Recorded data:
>>
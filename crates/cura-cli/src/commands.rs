use std::collections::BTreeMap;
use std::path::Path;

use anyhow::Context;
use colored::Colorize;
use cura_replay::{
    FailurePolicy, Operation, Scenario, StateProjection, TraceRecord, INITIAL_STATE,
};
use cura_types::{AccountId, Numeric};
use tracing::info;

use crate::cli::*;

pub fn run_command(cli: Cli) -> anyhow::Result<()> {
    match cli.command {
        Command::Run(args) => cmd_run(args, &cli.format),
        Command::Check(args) => cmd_check(args),
    }
}

fn load(path: &Path) -> anyhow::Result<Scenario> {
    let scenario = Scenario::from_path(path)
        .with_context(|| format!("failed to load scenario {}", path.display()))?;
    info!(path = %path.display(), actions = scenario.actions.len(), "scenario loaded");
    Ok(scenario)
}

fn cmd_run(args: RunArgs, format: &OutputFormat) -> anyhow::Result<()> {
    let scenario = load(&args.scenario)?;
    let policy = if args.collect {
        FailurePolicy::Collect
    } else {
        scenario.policy
    };
    let trace = scenario.run_with(policy)?;

    match format {
        OutputFormat::Json => {
            let json = if args.last {
                serde_json::to_string_pretty(&trace.final_state())?
            } else {
                serde_json::to_string_pretty(&trace)?
            };
            println!("{json}");
        }
        OutputFormat::Text => {
            let records = trace.records();
            let shown = if args.last {
                &records[records.len().saturating_sub(1)..]
            } else {
                records
            };
            for record in shown {
                print_record(record);
            }
            let failures = trace.failures().count();
            let actions = trace.len().saturating_sub(1);
            if failures == 0 {
                println!("{} Replayed {} actions.", "✓".green().bold(), actions);
            } else {
                println!(
                    "{} Replayed {} actions, {} failed.",
                    "✗".red().bold(),
                    actions,
                    failures.to_string().red()
                );
            }
        }
    }
    Ok(())
}

fn cmd_check(args: CheckArgs) -> anyhow::Result<()> {
    let scenario = load(&args.scenario)?;
    scenario.state().context("genesis is inconsistent")?;
    for (i, action) in scenario.actions.iter().enumerate() {
        Operation::resolve(action).with_context(|| format!("action {} ({action})", i + 1))?;
    }

    let name = scenario.name.as_deref().unwrap_or("scenario");
    println!("{} {} is valid", "✓".green().bold(), name.bold());
    println!("  Actions: {}", scenario.actions.len());
    println!("  Genesis deposits: {}", scenario.genesis.total_deposits());
    println!(
        "  Issuance rate: {}  Valuation multiple: {}",
        scenario.pool.issuance_rate, scenario.pool.valuation_multiple
    );
    Ok(())
}

fn print_record(record: &TraceRecord<StateProjection>) {
    let state = &record.state;
    let label = match &record.action {
        Some(action) => action.to_string().bold(),
        None => INITIAL_STATE.cyan().bold(),
    };
    println!(
        "{} {}  {}",
        format!("#{:<4}", record.index).dimmed(),
        label,
        format!("block {}", state.block_height).dimmed()
    );
    if let Some(error) = &record.error {
        println!("      {} {}", "error:".red().bold(), error.red());
    }
    println!("      shares   {}", balances(&state.share_balances));
    println!("      deposits {}", balances(&state.deposits));
    println!("      reserve  {}", balances(&state.reserve_balances));
    println!(
        "      total shares {:.6} (minted {:.6}), deposits {:.6} (secondary {:.6})",
        state.total_shares, state.share_supply, state.total_deposits, state.secondary_total_deposits
    );
}

fn balances(map: &BTreeMap<AccountId, Numeric>) -> String {
    if map.is_empty() {
        return "-".dimmed().to_string();
    }
    map.iter()
        .map(|(account, amount)| format!("{}={amount:.4}", account.as_str().yellow()))
        .collect::<Vec<_>>()
        .join(" ")
}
<<
Could you return every line from the entries above in which the string "OutputFormat" occurs?

--- Answer box ---
fn cmd_run(args: RunArgs, format: &OutputFormat) -> anyhow::Result<()> {
        OutputFormat::Json => {
        OutputFormat::Text => {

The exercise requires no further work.